**To do:** Scan the entries for the word "vacant". Every line that has it should be copied.

[Collection entries]
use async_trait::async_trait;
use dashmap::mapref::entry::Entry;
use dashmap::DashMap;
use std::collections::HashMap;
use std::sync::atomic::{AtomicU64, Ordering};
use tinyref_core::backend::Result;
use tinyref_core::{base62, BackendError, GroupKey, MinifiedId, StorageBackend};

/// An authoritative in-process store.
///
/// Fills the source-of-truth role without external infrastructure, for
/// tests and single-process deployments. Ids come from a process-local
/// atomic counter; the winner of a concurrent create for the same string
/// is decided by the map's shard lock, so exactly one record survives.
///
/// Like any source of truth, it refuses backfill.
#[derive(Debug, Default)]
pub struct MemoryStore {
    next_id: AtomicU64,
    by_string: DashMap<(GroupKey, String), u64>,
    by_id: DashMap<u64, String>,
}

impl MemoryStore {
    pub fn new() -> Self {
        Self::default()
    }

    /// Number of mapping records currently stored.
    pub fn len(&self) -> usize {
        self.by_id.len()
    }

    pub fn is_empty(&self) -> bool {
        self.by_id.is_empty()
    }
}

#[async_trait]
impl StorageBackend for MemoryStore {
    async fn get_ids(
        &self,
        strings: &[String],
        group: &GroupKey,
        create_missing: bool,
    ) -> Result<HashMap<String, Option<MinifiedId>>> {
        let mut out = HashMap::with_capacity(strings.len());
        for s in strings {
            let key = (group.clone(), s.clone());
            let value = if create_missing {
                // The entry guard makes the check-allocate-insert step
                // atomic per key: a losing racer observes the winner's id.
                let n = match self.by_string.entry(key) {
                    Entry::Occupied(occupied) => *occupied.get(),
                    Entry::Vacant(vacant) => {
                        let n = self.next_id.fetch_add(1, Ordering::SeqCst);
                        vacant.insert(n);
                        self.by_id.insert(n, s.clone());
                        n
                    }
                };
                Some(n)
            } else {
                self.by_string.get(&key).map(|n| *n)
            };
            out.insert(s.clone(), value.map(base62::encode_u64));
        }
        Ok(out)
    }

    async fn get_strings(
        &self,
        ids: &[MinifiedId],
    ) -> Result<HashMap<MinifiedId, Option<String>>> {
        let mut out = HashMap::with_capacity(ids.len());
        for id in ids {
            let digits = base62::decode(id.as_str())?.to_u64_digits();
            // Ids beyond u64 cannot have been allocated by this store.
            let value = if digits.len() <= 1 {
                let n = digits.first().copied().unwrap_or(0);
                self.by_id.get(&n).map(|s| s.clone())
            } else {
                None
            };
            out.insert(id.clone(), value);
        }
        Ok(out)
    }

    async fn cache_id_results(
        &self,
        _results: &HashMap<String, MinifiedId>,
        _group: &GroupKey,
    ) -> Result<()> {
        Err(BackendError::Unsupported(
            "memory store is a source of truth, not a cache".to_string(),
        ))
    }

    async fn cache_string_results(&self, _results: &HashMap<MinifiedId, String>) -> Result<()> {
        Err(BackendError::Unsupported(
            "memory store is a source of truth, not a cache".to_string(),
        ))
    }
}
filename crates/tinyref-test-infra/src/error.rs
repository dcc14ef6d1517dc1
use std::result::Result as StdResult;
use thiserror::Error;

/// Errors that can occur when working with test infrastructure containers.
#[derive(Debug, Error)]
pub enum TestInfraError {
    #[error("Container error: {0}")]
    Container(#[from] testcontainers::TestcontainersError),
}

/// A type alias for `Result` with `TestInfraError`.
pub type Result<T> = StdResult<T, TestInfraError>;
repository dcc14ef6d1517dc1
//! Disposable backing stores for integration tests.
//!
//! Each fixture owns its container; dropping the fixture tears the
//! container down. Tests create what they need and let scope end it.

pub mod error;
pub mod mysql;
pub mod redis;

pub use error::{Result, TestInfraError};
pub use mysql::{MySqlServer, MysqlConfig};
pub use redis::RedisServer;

**Written solution:**
                    Entry::Vacant(vacant) => {
                        vacant.insert(n);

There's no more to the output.